Still, proponents of the ban heralded the small victory.
“As a sixth generation Floridian and an avid outdoorsman, I believe we must act in our state’s best interest to protect our natural and unique environment,” said State Senator Dana Young (R-Tampa), the bill's senate sponsor, in an emailed statement. “We cannot risk our drinking water and our one-of-a-kind natural resources; therefore, I am proud to lead this change on behalf of my constituents and all Floridians.”
There are myriad reasons environmental advocates want lawmakers to say no to fracking. The process involves using untold volumes of pressurized water — a resource that's not as abundant as most people might think — to crack open layers of rock to access to the oil and gas beneath it. These companies can mix potentially harmful compounds in with the water, and likely wouldn't have to disclose what they're using. Most of Florida's water supply comes from underground where it travels through a thick layer of porous limestone, which could easily be contaminated by wastewater that results from fracking. Even in the age of Trump, the U.S. Environmental Protection Agency has expressed concerns about its impacts.

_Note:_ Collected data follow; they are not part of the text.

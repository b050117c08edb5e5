//! Built-in profiles.
//!
//! | name | effect |
//! |------|--------|
//! | `invisible` | excludes windows from screen capture |
//! | `stealth` | hides the application from the Dock and app switcher |
//! | `unfocusable` | windows never become key or main |
//! | `click-through` | windows ignore mouse events |
//! | `core` | `invisible` plus Dock icon and menu bar hiding |
//! | `direct-control` | `core` plus direct window-server calls and a floating level |

use crate::{Profile, PropertyValue};

pub const INVISIBLE: &str = "invisible";
pub const STEALTH: &str = "stealth";
pub const UNFOCUSABLE: &str = "unfocusable";
pub const CLICK_THROUGH: &str = "click-through";
pub const CORE: &str = "core";
pub const DIRECT_CONTROL: &str = "direct-control";

pub const WINDOW: &str = "NSWindow";
pub const APPLICATION: &str = "NSApplication";

const SHARING_NONE: i64 = 0;
const POLICY_ACCESSORY: i64 = 1;
/// Auto-hide dock | auto-hide menu bar.
const PRESENTATION_AUTO_HIDE: i64 = (1 << 0) | (1 << 2);
/// Transient | ignores cycle | full-screen auxiliary.
const BEHAVIOR_STEALTH: i64 = (1 << 3) | (1 << 6) | (1 << 8);
const LEVEL_FLOATING: i64 = 3;

fn sharing_none() -> PropertyValue {
	PropertyValue::enumeration("none", SHARING_NONE)
}

fn accessory() -> PropertyValue {
	PropertyValue::enumeration("accessory", POLICY_ACCESSORY)
}

/// Every built-in profile, dependencies first.
pub fn all() -> Vec<Profile> {
	vec![
		Profile::builder(INVISIBLE)
			.description("Exclude windows from screen recording and screenshots")
			.set(WINDOW, "sharingType", sharing_none())
			.set(WINDOW, "hasShadow", false)
			.finish(),
		Profile::builder(STEALTH)
			.description("Hide the application from the Dock, menu bar and app switcher")
			.set(APPLICATION, "activationPolicy", accessory())
			.set(WINDOW, "collectionBehavior", BEHAVIOR_STEALTH)
			.finish(),
		Profile::builder(UNFOCUSABLE)
			.description("Prevent windows from receiving keyboard focus")
			.set(WINDOW, "canBecomeKeyWindow", false)
			.set(WINDOW, "canBecomeMainWindow", false)
			.finish(),
		Profile::builder(CLICK_THROUGH)
			.description("Let mouse events pass through to windows underneath")
			.set(WINDOW, "ignoresMouseEvents", true)
			.set(WINDOW, "acceptsMouseMovedEvents", false)
			.finish(),
		Profile::builder(CORE)
			.description("Screen capture protection, Dock icon hiding and menu bar hiding")
			.depends_on(INVISIBLE)
			.set(APPLICATION, "activationPolicy", accessory())
			.set(APPLICATION, "presentationOptions", PRESENTATION_AUTO_HIDE)
			.finish(),
		Profile::builder(DIRECT_CONTROL)
			.description("Core protection enforced through direct window-server calls")
			.depends_on(CORE)
			.set(WINDOW, "level", LEVEL_FLOATING)
			.direct_control(true)
			.finish(),
	]
}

Yet some state lawmakers, namely certain Republicans who say energy independence is their big concern, claim they want to legalize fracking so they can study, then regulate it.
To a growing number of people from across the political spectrum, that doesn't make any sense, given the practice's apparent risks.
“Senate Bill 462, a legislative priority of mine, is a vital step in the right direction. The dangerous practice of fracking not only risks Florida’s fragile environment but can lead to ground water contamination and, I cannot stress enough the immediate need for this legislation to protect our state,” Young continued.
Environmental groups heralded the step Monday.
“The Senate is moving ahead with common sense legislation to protect Florida’s most prized resource, our water, from the dangers of fracking," said Jennifer Rubiello, director of Environment Florida, in a media release. "We look forward to its passage through the Senate."
Jonathan Webber, deputy director of, Florida Conservation Voters, applauded Young's success with the bill thus far and expressed optimism over the its next committee hearing. But his optimism was a cautious one, given the challenges the bill would face afterward — not to mention its House companion's chances actually of being heard.
"In the House, Speaker Richard Corcoran and the rest of his leadership team should take note," Webber said. "FCV looks forward to working with Senator Young and chair of the bill’s next committee stop, Senator Lauren Book, as this legislation continues to advance.”
Rubiello called on Corcoran to do the opposite of what the House has done with fracking ban proposals in past years — take it seriously and have the chamber vote on it.
"It’s time for Speaker Corcoran and the House to stop twiddling their thumbs and give the fracking ban a fair hearing," Rubiello said. "Floridians across the state are counting on them to do so.”